Should physicians ask patients: Which Medicare?

Should emergency physicians ask patients who are most likely covered by Medicare about their insurance coverage? Should they ask whether they're covered by traditional Medicare or a Medicare risk plan? Should either one make any difference?

Physicians aren't supposed to ask for this information directly. But a growing number of providers are feeling the necessity to ask anyway.

"It's an unfortunate reality of managed care that knowing the difference often enables us to decide between what is practical and affordable and what is expensive and unreimbursable when both are just as good," remarks William Gotthold, MD, an emergency physician at Central Washington (state) Hospital in Wenatchee.

Sometimes the difference means the hospital won't get paid for that extra x-ray, even if you feel it's clinically necessary. So should you ask?

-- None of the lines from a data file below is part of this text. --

impl ConnectorRegistry {
    pub fn new(
        connectors: Arc<dyn ConnectorStore>,
        templates: Arc<dyn TemplateStore>,
        metrics: MetricsCollector,
    ) -> Self {
        Self {
            connectors,
            templates,
            metrics,
        }
    }

    /// Validate and persist a new connector. Names are unique; the initial
    /// health is UNKNOWN until the first probe runs.
    pub async fn register(&self, request: NewConnector) -> Result<Connector, EngineError> {
        validate_request(&request)?;

        let now = Utc::now();
        let connector = Connector {
            id: Uuid::new_v4(),
            name: request.name,
            connector_type: request.connector_type,
            provider: request.provider,
            config: request.config,
            capabilities: request.capabilities,
            status: ConnectorStatus::Active,
            health: HealthStatus::Unknown,
            sync_enabled: request.sync_enabled,
            sync_interval_seconds: request.sync_interval_seconds,
            sync_strategy: request.sync_strategy,
            last_sync: None,
            next_sync: request.sync_enabled.then_some(now),
            last_health_check: None,
            rate_limit_per_minute: request.rate_limit_per_minute,
            rate_limit_per_hour: request.rate_limit_per_hour,
            encryption_key_id: request.encryption_key_id,
            certificate_id: request.certificate_id,
            tenant_id: request.tenant_id,
            created_at: now,
            updated_at: now,
        };

        let connector = self.connectors.insert(connector).await.map_err(|err| {
            match err {
                StoreError::Duplicate { field, value, .. } => EngineError::Duplicate { field, value },
                other => EngineError::Store(other),
            }
        })?;

        info!(
            connector_id = %connector.id,
            name = %connector.name,
            connector_type = %connector.connector_type,
            "registered connector"
        );
        Ok(connector)
    }

    /// Provision a connector from a named template, overlaying the request's
    /// settings onto the template seed. Bumps the template's usage count.
    pub async fn provision_from_template(
        &self,
        template_name: &str,
        name: String,
        settings: JsonValue,
    ) -> Result<Connector, EngineError> {
        let mut template = self
            .templates
            .get_by_name(template_name)
            .await?
            .ok_or_else(|| EngineError::InvalidConfig {
                reason: format!("unknown connector template '{template_name}'"),
            })?;

        let mut seed = template.config_template.clone();
        merge_json(&mut seed, settings);

        let request = NewConnector {
            name,
            connector_type: template.connector_type,
            provider: template.provider.clone(),
            config: ConnectorConfig {
                version: template
                    .min_version
                    .clone()
                    .unwrap_or_else(|| "1.0.0".to_string()),
                endpoint: None,
                settings: seed,
            },
            capabilities: template.capabilities,
            sync_enabled: true,
            sync_interval_seconds: 900,
            sync_strategy: SyncStrategy::Incremental,
            rate_limit_per_minute: 60,
            rate_limit_per_hour: 3600,
            encryption_key_id: None,
            certificate_id: None,
            tenant_id: None,
        };
        let connector = self.register(request).await?;

        template.usage_count += 1;
        template.updated_at = Utc::now();
        self.templates.update(template).await?;

        Ok(connector)
    }

    pub async fn get(&self, id: Uuid) -> Result<Connector, EngineError> {
        self.connectors
            .get(id)
            .await?
            .ok_or(EngineError::ConnectorNotFound(id))
    }

    pub async fn get_by_name(&self, name: &str) -> Result<Connector, EngineError> {
        self.connectors
            .get_by_name(name)
            .await?
            .ok_or_else(|| EngineError::ConnectorNameNotFound(name.to_string()))
    }

    pub async fn list(&self) -> Result<Vec<Connector>, EngineError> {
        Ok(self.connectors.list().await?)
    }

    /// Connectors due for a scheduled sync at `now`.
    pub async fn list_due(&self, now: DateTime<Utc>) -> Result<Vec<Connector>, EngineError> {
        Ok(self.connectors.list_due(now).await?)
    }

    /// Record an observed health state. `last_health_check` is stamped even
    /// when the value is unchanged; the health-transition metric is emitted
    /// only on an actual change. Status is never touched here.
    pub async fn update_health(
        &self,
        id: Uuid,
        health: HealthStatus,
    ) -> Result<Connector, EngineError> {
        let mut connector = self.get(id).await?;
        let previous = connector.health;
        let now = Utc::now();
        connector.health = health;
        connector.last_health_check = Some(now);
        connector.updated_at = now;
        let connector = self.connectors.update(connector).await?;

        if previous != health {
            info!(
                connector_id = %id,
                from = %previous,
                to = %health,
                "connector health changed"
            );
            let mut dimensions = BTreeMap::new();
            dimensions.insert("health".to_string(), health.as_str().to_string());
            self.metrics
                .record_gauge(id, "connector_health", health_gauge(health), dimensions)
                .await?;
        }
        Ok(connector)
    }

    /// Explicit status change with a documented reason. Used by operators and
    /// by the orchestrator when a connector is persistently failing.
    pub async fn set_status(
        &self,
        id: Uuid,
        status: ConnectorStatus,
        reason: &str,
    ) -> Result<Connector, EngineError> {
        let mut connector = self.get(id).await?;
        if connector.status == status {
            return Ok(connector);
        }
        warn!(
            connector_id = %id,
            from = %connector.status,
            to = %status,
            reason,
            "connector status changed"
        );
        connector.status = status;
        connector.updated_at = Utc::now();
        Ok(self.connectors.update(connector).await?)
    }

    /// Stamp sync bookkeeping after a successful run and schedule the next.
    pub async fn record_sync_completed(
        &self,
        id: Uuid,
        completed_at: DateTime<Utc>,
        next_sync: DateTime<Utc>,
    ) -> Result<Connector, EngineError> {
        let mut connector = self.get(id).await?;
        connector.last_sync = Some(completed_at);
        connector.next_sync = connector.sync_enabled.then_some(next_sync);
        connector.updated_at = Utc::now();
        Ok(self.connectors.update(connector).await?)
    }

    /// Reschedule without marking a successful sync (failed or deferred runs).
    pub async fn reschedule(
        &self,
        id: Uuid,
        next_sync: DateTime<Utc>,
    ) -> Result<Connector, EngineError> {
        let mut connector = self.get(id).await?;
        connector.next_sync = connector.sync_enabled.then_some(next_sync);
        connector.updated_at = Utc::now();
        Ok(self.connectors.update(connector).await?)
    }
}

fn validate_request(request: &NewConnector) -> Result<(), EngineError> {
    if request.name.trim().is_empty() {
        return Err(EngineError::InvalidConfig {
            reason: "connector name must not be empty".to_string(),
        });
    }
    if request.provider.trim().is_empty() {
        return Err(EngineError::InvalidConfig {
            reason: "provider must not be empty".to_string(),
        });
    }
    if !is_semver(&request.config.version) {
        return Err(EngineError::InvalidConfig {
            reason: format!(
                "config version '{}' is not a semantic version",
                request.config.version
            ),
        });
    }
    if request.sync_interval_seconds == 0 {
        return Err(EngineError::InvalidConfig {
            reason: "sync interval must be positive".to_string(),
        });
    }
    if request.rate_limit_per_minute == 0 || request.rate_limit_per_hour == 0 {
        return Err(EngineError::InvalidConfig {
            reason: "rate limits must be positive".to_string(),
        });
    }
    // The hourly budget caps the minute budget; a minute budget larger than
    // the hour budget could never be honored.
    if request.rate_limit_per_minute > request.rate_limit_per_hour {
        return Err(EngineError::InvalidConfig {
            reason: format!(
                "rate_limit_per_minute ({}) exceeds rate_limit_per_hour ({})",
                request.rate_limit_per_minute, request.rate_limit_per_hour
            ),
        });
    }
    Ok(())
}

fn is_semver(version: &str) -> bool {
    let mut parts = version.split('.');
    let valid = |part: Option<&str>| {
        part.is_some_and(|p| !p.is_empty() && p.chars().all(|c| c.is_ascii_digit()))
    };
    valid(parts.next()) && valid(parts.next()) && valid(parts.next()) && parts.next().is_none()
}

fn health_gauge(health: HealthStatus) -> f64 {
    match health {
        HealthStatus::Healthy => 1.0,
        HealthStatus::Degraded => 0.5,
        HealthStatus::Unhealthy => 0.0,
        HealthStatus::Unknown => -1.0,
    }
}

/// Shallow-merge `overlay` object keys onto `base`.
fn merge_json(base: &mut JsonValue, overlay: JsonValue) {
    match (base, overlay) {
        (JsonValue::Object(base_map), JsonValue::Object(overlay_map)) => {
            for (key, value) in overlay_map {
                base_map.insert(key, value);
            }
        }
        (base, overlay) => *base = overlay,
    }
}

#[cfg(test)]
mod tests {
    use super::*;
    use crate::repositories::Stores;

    fn registry(stores: &Stores) -> ConnectorRegistry {
        ConnectorRegistry::new(
            stores.connectors.clone(),
            stores.templates.clone(),
            MetricsCollector::new(stores.metrics.clone()),
        )
    }

    fn request(name: &str) -> NewConnector {
        NewConnector {
            name: name.to_string(),
            connector_type: ConnectorType::IdentityProvider,
            provider: "okta".to_string(),
            config: ConnectorConfig {
                version: "1.0.0".to_string(),
                endpoint: Some("https://example.okta.com".to_string()),
                settings: serde_json::json!({"org": "example"}),
            },
            capabilities: ConnectorCapabilities {
                supports_incremental: true,
                supports_webhooks: true,
                supports_push: false,
            },
            sync_enabled: true,
            sync_interval_seconds: 900,
            sync_strategy: SyncStrategy::Incremental,
            rate_limit_per_minute: 60,
            rate_limit_per_hour: 3600,
            encryption_key_id: None,
            certificate_id: None,
            tenant_id: None,
        }
    }

    #[tokio::test]
    async fn register_enforces_unique_names() {
        let stores = Stores::in_memory();
        let registry = registry(&stores);

        registry.register(request("okta-prod")).await.unwrap();
        let err = registry.register(request("okta-prod")).await.unwrap_err();
        assert!(matches!(err, EngineError::Duplicate { field: "name", .. }));
    }

    #[tokio::test]
    async fn register_rejects_inverted_rate_limits() {
        let stores = Stores::in_memory();
        let registry = registry(&stores);

        let mut bad = request("okta-prod");
        bad.rate_limit_per_minute = 5000;
        bad.rate_limit_per_hour = 100;
        let err = registry.register(bad).await.unwrap_err();
        assert!(matches!(err, EngineError::InvalidConfig { .. }));
    }

    #[tokio::test]
    async fn register_rejects_bad_config_version() {
        let stores = Stores::in_memory();
        let registry = registry(&stores);

        let mut bad = request("okta-prod");
        bad.config.version = "one".to_string();
        assert!(registry.register(bad).await.is_err());
    }

    #[tokio::test]
    async fn health_update_stamps_probe_time_without_touching_status() {
        let stores = Stores::in_memory();
        let registry = registry(&stores);
        let connector = registry.register(request("okta-prod")).await.unwrap();

        let updated = registry
            .update_health(connector.id, HealthStatus::Degraded)
            .await
            .unwrap();
        assert_eq!(updated.health, HealthStatus::Degraded);
        assert_eq!(updated.status, ConnectorStatus::Active);
        let first_probe = updated.last_health_check.unwrap();

        // Same value again: probe timestamp advances, no new metric sample.
        let again = registry
            .update_health(connector.id, HealthStatus::Degraded)
            .await
            .unwrap();
        assert!(again.last_health_check.unwrap() >= first_probe);

        let samples = stores
            .metrics
            .list_for_connector(connector.id)
            .await
            .unwrap();
        assert_eq!(samples.len(), 1);
    }

    #[tokio::test]
    async fn template_provisioning_overlays_settings_and_counts_usage() {
        use crate::models::ConnectorTemplate;

        let stores = Stores::in_memory();
        let registry = registry(&stores);
        let now = Utc::now();
        stores
            .templates
            .insert(ConnectorTemplate {
                id: Uuid::new_v4(),
                name: "okta-standard".to_string(),
                connector_type: ConnectorType::IdentityProvider,
                provider: "okta".to_string(),
                config_template: serde_json::json!({"org": "placeholder", "page_size": 200}),
                validation_schema: None,
                capabilities: ConnectorCapabilities::default(),
                documentation_url: None,
                min_version: Some("1.0.0".to_string()),
                max_version: None,
                usage_count: 0,
                rating: None,
                created_at: now,
                updated_at: now,
            })
            .await
            .unwrap();

        let connector = registry
            .provision_from_template(
                "okta-standard",
                "okta-emea".to_string(),
                serde_json::json!({"org": "emea"}),
            )
            .await
            .unwrap();

        assert_eq!(connector.config.settings["org"], "emea");
        assert_eq!(connector.config.settings["page_size"], 200);
        let template = stores
            .templates
            .get_by_name("okta-standard")
            .await
            .unwrap()
            .unwrap();
        assert_eq!(template.usage_count, 1);
    }

    #[tokio::test]
    async fn due_listing_skips_disabled_and_future_connectors() {
        let stores = Stores::in_memory();
        let registry = registry(&stores);

        let due = registry.register(request("due-now")).await.unwrap();
        let mut disabled = request("disabled");
        disabled.sync_enabled = false;
        registry.register(disabled).await.unwrap();

        let future = registry.register(request("future")).await.unwrap();
        registry
            .reschedule(future.id, Utc::now() + chrono::Duration::hours(1))
            .await
            .unwrap();

        let listed = registry.list_due(Utc::now()).await.unwrap();
        assert_eq!(listed.len(), 1);
        assert_eq!(listed[0].id, due.id);
    }
}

Physicians should ask when it's the hospital's policy. But be careful to ask only after you have fully stabilized the patient, says Martin Karpiel, MPA, CMPC, president of Karpiel Associates, an independent managed care consultant in Long Beach, CA.

"You don't want to leave yourself open to allegations that the patient's insurance coverage somehow influenced your medical decision-making," warns Karpiel. That would skirt dangerously close to a federal EMTALA violation, says Karpiel, who specializes in ambulatory care issues.

He says physicians need to strike a balance between their desire to conform with EMTALA and the need to obtain detailed information regarding the patient's medical history, including benefit coverage. "If the patient is covered it means there is likely to be a primary care physician in his past who can offer clinical background," Karpiel says.

ED patients are notorious for showing up unprepared to render reliable documented information. You have to get it out of them verbally, observes Del Brault, president of Emergency Medical Groups Office, a physician billing concern in Arcadia, CA.

But knowing the difference between Medicare and a senior health plan benefits the hospital more than the emergency medical group, Brault says."The [health] plan's capitation level is usually based on the Medicare fee schedule, so in that sense, both programs are similar for the hospital," Brault adds.

For physicians, it's a different story. Medicare risk plans don't usually contract with emergency medical groups. Senior plans are currently paying between 80-100% of the allowable Medicare fee schedule, which currently runs at about 45% of charges.

"The Medicare fee schedule is considerably lower than what any group should accept from a commercial health plan," Brault says.